> _TASK DESCRIPTION_
Please report how many lines of the data include the word "Backend", with the number as the entire reply.

> _DATA PROVIDED_
- - - - - - -

//! Per-identity append-only mailboxes.
//!
//! The service is the single point of truth for delivery ordering:
//! sequence numbers are assigned at append time under a per-mailbox
//! mutex, so concurrent sends to one recipient serialize while
//! different mailboxes append independently. Records are appended,
//! never mutated or deleted.

use std::collections::HashMap;
use std::sync::Arc;

use async_trait::async_trait;
use chrono::Utc;
use tokio::sync::{Mutex, RwLock};
use tracing::{debug, info};
use uuid::Uuid;
use x25519_dalek::PublicKey;

use courier_shared::error::{MailboxError, NetworkError};
use courier_shared::records::{
    FileRecord, ManifestEntry, MessagePayload, MessageRecord, StoredFileEntry,
};
use courier_shared::types::Subdomain;

use crate::content::ContentStore;

/// A resolved recipient: the mailbox address plus the public key used
/// to encrypt for them.
#[derive(Debug, Clone)]
pub struct RecipientInfo {
    pub subdomain: Subdomain,
    pub public_key: PublicKey,
}

/// Subdomain lookup. Resolution failure means the recipient does not
/// exist as far as the caller is concerned.
#[async_trait]
pub trait NameResolver: Send + Sync {
    async fn resolve(&self, subdomain: &Subdomain) -> Result<RecipientInfo, MailboxError>;
}

/// In-process resolver backed by a registration table.
#[derive(Clone, Default)]
pub struct StaticResolver {
    entries: Arc<RwLock<HashMap<Subdomain, PublicKey>>>,
}

impl StaticResolver {
    pub fn new() -> Self {
        Self::default()
    }

    pub async fn register(&self, subdomain: Subdomain, public_key: PublicKey) {
        let mut entries = self.entries.write().await;
        entries.insert(subdomain, public_key);
    }
}

#[async_trait]
impl NameResolver for StaticResolver {
    async fn resolve(&self, subdomain: &Subdomain) -> Result<RecipientInfo, MailboxError> {
        let entries = self.entries.read().await;
        entries
            .get(subdomain)
            .map(|public_key| RecipientInfo {
                subdomain: subdomain.clone(),
                public_key: *public_key,
            })
            .ok_or_else(|| MailboxError::RecipientUnresolved(subdomain.to_string()))
    }
}

struct Mailbox {
    next_sequence: u64,
    records: Vec<MessageRecord>,
}

impl Mailbox {
    fn new() -> Self {
        Self {
            next_sequence: 1,
            records: Vec::new(),
        }
    }
}

/// Append-only delivery records plus the self-stored file manifest.
#[derive(Clone)]
pub struct MailboxService {
    store: Arc<dyn ContentStore>,
    resolver: Arc<dyn NameResolver>,
    mailboxes: Arc<RwLock<HashMap<Subdomain, Arc<Mutex<Mailbox>>>>>,
    stored: Arc<RwLock<HashMap<Subdomain, Vec<StoredFileEntry>>>>,
}

impl MailboxService {
    pub fn new(store: Arc<dyn ContentStore>, resolver: Arc<dyn NameResolver>) -> Self {
        Self {
            store,
            resolver,
            mailboxes: Arc::new(RwLock::new(HashMap::new())),
            stored: Arc::new(RwLock::new(HashMap::new())),
        }
    }

    pub fn resolver(&self) -> Arc<dyn NameResolver> {
        Arc::clone(&self.resolver)
    }

    async fn mailbox_handle(&self, subdomain: &Subdomain) -> Arc<Mutex<Mailbox>> {
        let mut mailboxes = self.mailboxes.write().await;
        Arc::clone(
            mailboxes
                .entry(subdomain.clone())
                .or_insert_with(|| Arc::new(Mutex::new(Mailbox::new()))),
        )
    }

    /// Deliver a file record to `to`'s mailbox. Resolves the recipient,
    /// persists the six-field payload through the content store, then
    /// appends with the next sequence number for that mailbox.
    pub async fn send(
        &self,
        from: &Subdomain,
        to: &Subdomain,
        file: FileRecord,
    ) -> Result<MessageRecord, MailboxError> {
        let recipient = self.resolver.resolve(to).await?;

        let payload = MessagePayload::new(&recipient.subdomain, from, &file);
        let payload_bytes = serde_json::to_vec(&payload)
            .map_err(|e| NetworkError::Backend(format!("payload encoding failed: {e}")))
            .map_err(MailboxError::Network)?;

        let handle = self.mailbox_handle(&recipient.subdomain).await;
        let mut mailbox = handle.lock().await;

        // Persist before assigning the sequence so a failed put leaves
        // no gap in the mailbox.
        let payload_ref = self
            .store
            .put(&payload_bytes)
            .await
            .map_err(MailboxError::Network)?;

        let sequence = mailbox.next_sequence;
        mailbox.next_sequence += 1;

        let record = MessageRecord {
            id: Uuid::new_v4(),
            to: recipient.subdomain.clone(),
            from: from.clone(),
            file,
            sequence,
            payload_ref,
            sent_at: Utc::now(),
        };
        mailbox.records.push(record.clone());

        info!(
            to = %record.to,
            from = %record.from,
            sequence,
            reference = %record.file.reference.short(),
            "Message delivered"
        );
        Ok(record)
    }

    /// An identity's own mailbox, ascending sequence order. Empty when
    /// nothing has been delivered; never an error.
    pub async fn list_messages(&self, subdomain: &Subdomain) -> Vec<MessageRecord> {
        let mailboxes = self.mailboxes.read().await;
        match mailboxes.get(subdomain) {
            Some(handle) => handle.lock().await.records.clone(),
            None => Vec::new(),
        }
    }

    /// Read a record's persisted payload back from the content store.
    pub async fn fetch_payload(
        &self,
        record: &MessageRecord,
    ) -> Result<MessagePayload, NetworkError> {
        let bytes = self.store.get(&record.payload_ref).await?;
        serde_json::from_slice(&bytes)
            .map_err(|e| NetworkError::Backend(format!("payload decoding failed: {e}")))
    }

    /// Register a self-stored file without recipient resolution. The
    /// `pinned` flag is legacy-informational and has no effect on
    /// persistence.
    pub async fn store_self(&self, owner: &Subdomain, file: FileRecord) -> StoredFileEntry {
        let entry = StoredFileEntry {
            file,
            pinned: false,
            owner: owner.clone(),
            stored_at: Utc::now(),
        };

        let mut stored = self.stored.write().await;
        stored.entry(owner.clone()).or_default().push(entry.clone());

        debug!(
            owner = %owner,
            reference = %entry.file.reference.short(),
            "Self-store registered"
        );
        entry
    }

    pub async fn list_stored(&self, owner: &Subdomain) -> Vec<StoredFileEntry> {
        let stored = self.stored.read().await;
        stored.get(owner).cloned().unwrap_or_default()
    }

    /// The owner's stored-file manifest in its wire shape.
    pub async fn manifest(&self, owner: &Subdomain) -> Vec<ManifestEntry> {
        self.list_stored(owner)
            .await
            .iter()
            .map(ManifestEntry::from)
            .collect()
    }
}

#[cfg(test)]
mod tests {
    use super::*;
    use courier_shared::keys::KeyManager;
    use courier_shared::types::SwarmReference;
    use futures::future::join_all;

    use crate::content::MemoryStore;

    fn name(s: &str) -> Subdomain {
        Subdomain::new(s).unwrap()
    }

    fn file(label: &[u8]) -> FileRecord {
        FileRecord::new(SwarmReference::for_content(label), "a.txt", "text/plain", 10).unwrap()
    }

    async fn service_with(recipients: &[&str]) -> MailboxService {
        let resolver = StaticResolver::new();
        for recipient in recipients {
            let keys = KeyManager::from_wallet_secret(recipient.as_bytes());
            resolver.register(name(recipient), keys.public_key()).await;
        }
        MailboxService::new(Arc::new(MemoryStore::new()), Arc::new(resolver))
    }

    #[tokio::test]
    async fn test_sequences_strictly_increase() {
        let service = service_with(&["bob"]).await;
        let alice = name("alice");
        let bob = name("bob");

        for expected in 1..=5u64 {
            let record = service.send(&alice, &bob, file(b"x")).await.unwrap();
            assert_eq!(record.sequence, expected);
        }
    }

    #[tokio::test]
    async fn test_concurrent_sends_no_duplicates_or_gaps() {
        let service = service_with(&["bob"]).await;
        let bob = name("bob");

        let sends = (0..16).map(|i| {
            let service = service.clone();
            let bob = bob.clone();
            async move {
                service
                    .send(&name("alice"), &bob, file(format!("file-{i}").as_bytes()))
                    .await
                    .unwrap()
                    .sequence
            }
        });

        let mut sequences: Vec<u64> = join_all(sends).await;
        sequences.sort_unstable();
        assert_eq!(sequences, (1..=16).collect::<Vec<u64>>());
    }

    #[tokio::test]
    async fn test_mailboxes_are_independent() {
        let service = service_with(&["bob", "carol"]).await;
        let alice = name("alice");

        let to_bob = service.send(&alice, &name("bob"), file(b"x")).await.unwrap();
        let to_carol = service
            .send(&alice, &name("carol"), file(b"y"))
            .await
            .unwrap();

        assert_eq!(to_bob.sequence, 1);
        assert_eq!(to_carol.sequence, 1);
    }

    #[tokio::test]
    async fn test_unresolved_recipient_fails() {
        let service = service_with(&[]).await;
        let result = service.send(&name("alice"), &name("ghost"), file(b"x")).await;
        assert!(matches!(result, Err(MailboxError::RecipientUnresolved(_))));
    }

    #[tokio::test]
    async fn test_empty_mailbox_is_empty_not_error() {
        let service = service_with(&[]).await;
        assert!(service.list_messages(&name("nobody")).await.is_empty());
    }

    #[tokio::test]
    async fn test_list_ascending_order() {
        let service = service_with(&["bob"]).await;
        let bob = name("bob");

        for i in 0..4 {
            service
                .send(&name("alice"), &bob, file(format!("f{i}").as_bytes()))
                .await
                .unwrap();
        }

        let listed = service.list_messages(&bob).await;
        let sequences: Vec<u64> = listed.iter().map(|r| r.sequence).collect();
        assert_eq!(sequences, vec![1, 2, 3, 4]);
    }

    #[tokio::test]
    async fn test_payload_roundtrip() {
        let service = service_with(&["bob"]).await;
        let record = service
            .send(&name("alice"), &name("bob"), file(b"x"))
            .await
            .unwrap();

        let payload = service.fetch_payload(&record).await.unwrap();
        assert_eq!(payload.to, "bob");
        assert_eq!(payload.from, "alice");
        assert_eq!(payload.swarmhash, record.file.reference.to_hex());
        assert_eq!(payload.size, 10);
    }

    #[tokio::test]
    async fn test_store_self_and_manifest() {
        let service = service_with(&[]).await;
        let alice = name("alice");

        let entry = service.store_self(&alice, file(b"mine")).await;
        assert!(!entry.pinned);

        let manifest = service.manifest(&alice).await;
        assert_eq!(manifest.len(), 1);
        assert_eq!(manifest[0].file.name, "a.txt");
        assert_eq!(manifest[0].hash, entry.file.reference.to_hex());
    }
}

- - - - - - -

> _YOUR SOLUTION_
2